- Exercise material:
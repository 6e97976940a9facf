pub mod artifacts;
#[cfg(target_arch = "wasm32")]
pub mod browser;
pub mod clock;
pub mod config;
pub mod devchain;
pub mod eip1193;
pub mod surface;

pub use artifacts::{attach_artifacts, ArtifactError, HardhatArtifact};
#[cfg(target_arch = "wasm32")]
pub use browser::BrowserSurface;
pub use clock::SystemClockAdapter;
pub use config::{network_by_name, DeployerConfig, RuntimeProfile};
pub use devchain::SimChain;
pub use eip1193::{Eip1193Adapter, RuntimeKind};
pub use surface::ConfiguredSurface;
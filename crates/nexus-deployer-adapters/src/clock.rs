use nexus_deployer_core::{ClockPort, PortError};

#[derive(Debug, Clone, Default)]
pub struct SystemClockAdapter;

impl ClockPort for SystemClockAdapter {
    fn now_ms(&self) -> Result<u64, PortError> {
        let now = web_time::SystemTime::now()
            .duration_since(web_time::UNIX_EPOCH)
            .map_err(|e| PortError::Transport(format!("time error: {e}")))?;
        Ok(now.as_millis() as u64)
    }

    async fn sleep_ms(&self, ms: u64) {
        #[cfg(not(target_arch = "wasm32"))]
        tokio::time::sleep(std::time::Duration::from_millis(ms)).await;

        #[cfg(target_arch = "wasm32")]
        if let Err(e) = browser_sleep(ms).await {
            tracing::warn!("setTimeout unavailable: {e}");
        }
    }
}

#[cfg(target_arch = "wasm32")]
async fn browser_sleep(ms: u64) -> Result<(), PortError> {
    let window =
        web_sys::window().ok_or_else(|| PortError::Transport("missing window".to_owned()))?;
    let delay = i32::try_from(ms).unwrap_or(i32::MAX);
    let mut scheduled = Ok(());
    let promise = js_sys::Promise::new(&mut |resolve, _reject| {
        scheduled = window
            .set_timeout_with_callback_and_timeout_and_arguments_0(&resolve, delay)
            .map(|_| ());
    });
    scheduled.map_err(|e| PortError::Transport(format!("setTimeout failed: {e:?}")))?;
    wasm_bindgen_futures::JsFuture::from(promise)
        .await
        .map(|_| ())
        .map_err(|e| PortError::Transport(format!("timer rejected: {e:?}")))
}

- Task: Type out again, exactly as written, the lines from the beginning of the material through the one containing "pub use surface::ConfiguredSurface;".

- Response box:
repository 6e97976940a9facf
pub mod artifacts;
#[cfg(target_arch = "wasm32")]
pub mod browser;
pub mod clock;
pub mod config;
pub mod devchain;
pub mod eip1193;
pub mod surface;

pub use artifacts::{attach_artifacts, ArtifactError, HardhatArtifact};
#[cfg(target_arch = "wasm32")]
pub use browser::BrowserSurface;
pub use clock::SystemClockAdapter;
pub use config::{network_by_name, DeployerConfig, RuntimeProfile};
pub use devchain::SimChain;
pub use eip1193::{Eip1193Adapter, RuntimeKind};
pub use surface::ConfiguredSurface;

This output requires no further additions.